------ Data

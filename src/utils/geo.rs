// src/utils/geo.rs
use crate::models::location::Coordinate;

const EARTH_RADIUS_KM: f64 = 6371.0;

/// Great-circle distance in kilometres.
pub fn haversine_km(a: Coordinate, b: Coordinate) -> f64 {
    let lat1_rad = a.latitude.to_radians();
    let lat2_rad = b.latitude.to_radians();
    let delta_lat = (b.latitude - a.latitude).to_radians();
    let delta_lon = (b.longitude - a.longitude).to_radians();

    let h = (delta_lat / 2.0).sin().powi(2)
        + lat1_rad.cos() * lat2_rad.cos() * (delta_lon / 2.0).sin().powi(2);
    let c = 2.0 * h.sqrt().atan2((1.0 - h).sqrt());

    EARTH_RADIUS_KM * c
}

pub fn haversine_m(a: Coordinate, b: Coordinate) -> f64 {
    haversine_km(a, b) * 1000.0
}

/// Index of the route point closest to `position`, with its distance in metres.
pub fn nearest_index(position: Coordinate, route: &[Coordinate]) -> Option<(usize, f64)> {
    route
        .iter()
        .enumerate()
        .map(|(i, point)| (i, haversine_m(position, *point)))
        .min_by(|a, b| a.1.total_cmp(&b.1))
}

/// Distance in metres from `position` to the segment `a`-`b`.
///
/// Uses a local equirectangular projection around `position`, which is
/// accurate at route-deviation scales.
pub fn distance_to_segment_m(position: Coordinate, a: Coordinate, b: Coordinate) -> f64 {
    let scale = position.latitude.to_radians().cos();
    let project = |c: Coordinate| {
        (
            (c.longitude - position.longitude) * scale,
            c.latitude - position.latitude,
        )
    };
    let (ax, ay) = project(a);
    let (bx, by) = project(b);
    let (dx, dy) = (bx - ax, by - ay);
    let len_sq = dx * dx + dy * dy;
    let t = if len_sq == 0.0 {
        0.0
    } else {
        (-(ax * dx + ay * dy) / len_sq).clamp(0.0, 1.0)
    };
    let foot = Coordinate::new(a.latitude + t * (b.latitude - a.latitude), a.longitude + t * (b.longitude - a.longitude));
    haversine_m(position, foot)
}

/// Distance in metres from `position` to the nearest point of the polyline.
pub fn distance_to_polyline_m(position: Coordinate, route: &[Coordinate]) -> Option<f64> {
    match route {
        [] => None,
        [only] => Some(haversine_m(position, *only)),
        _ => route
            .windows(2)
            .map(|pair| distance_to_segment_m(position, pair[0], pair[1]))
            .min_by(|a, b| a.total_cmp(b)),
    }
}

------------

**What is expected**: Each record is to be repeated word for word, with none skipped.

**Problem solution**:
filename src/utils/geo.rs
// src/utils/geo.rs
use crate::models::location::Coordinate;

const EARTH_RADIUS_KM: f64 = 6371.0;

/// Great-circle distance in kilometres.
pub fn haversine_km(a: Coordinate, b: Coordinate) -> f64 {
    let lat1_rad = a.latitude.to_radians();
    let lat2_rad = b.latitude.to_radians();
    let delta_lat = (b.latitude - a.latitude).to_radians();
    let delta_lon = (b.longitude - a.longitude).to_radians();

    let h = (delta_lat / 2.0).sin().powi(2)
        + lat1_rad.cos() * lat2_rad.cos() * (delta_lon / 2.0).sin().powi(2);
    let c = 2.0 * h.sqrt().atan2((1.0 - h).sqrt());

    EARTH_RADIUS_KM * c
}

pub fn haversine_m(a: Coordinate, b: Coordinate) -> f64 {
    haversine_km(a, b) * 1000.0
}

/// Index of the route point closest to `position`, with its distance in metres.
pub fn nearest_index(position: Coordinate, route: &[Coordinate]) -> Option<(usize, f64)> {
    route
        .iter()
        .enumerate()
        .map(|(i, point)| (i, haversine_m(position, *point)))
        .min_by(|a, b| a.1.total_cmp(&b.1))
}

/// Distance in metres from `position` to the segment `a`-`b`.
///
/// Uses a local equirectangular projection around `position`, which is
/// accurate at route-deviation scales.
pub fn distance_to_segment_m(position: Coordinate, a: Coordinate, b: Coordinate) -> f64 {
    let scale = position.latitude.to_radians().cos();
    let project = |c: Coordinate| {
        (
            (c.longitude - position.longitude) * scale,
            c.latitude - position.latitude,
        )
    };
    let (ax, ay) = project(a);
    let (bx, by) = project(b);
    let (dx, dy) = (bx - ax, by - ay);
    let len_sq = dx * dx + dy * dy;
    let t = if len_sq == 0.0 {
        0.0
    } else {
        (-(ax * dx + ay * dy) / len_sq).clamp(0.0, 1.0)
    };
    let foot = Coordinate::new(a.latitude + t * (b.latitude - a.latitude), a.longitude + t * (b.longitude - a.longitude));
    haversine_m(position, foot)
}

/// Distance in metres from `position` to the nearest point of the polyline.
pub fn distance_to_polyline_m(position: Coordinate, route: &[Coordinate]) -> Option<f64> {
    match route {
        [] => None,
        [only] => Some(haversine_m(position, *only)),
        _ => route
            .windows(2)
            .map(|pair| distance_to_segment_m(position, pair[0], pair[1]))
            .min_by(|a, b| a.total_cmp(b)),
    }
}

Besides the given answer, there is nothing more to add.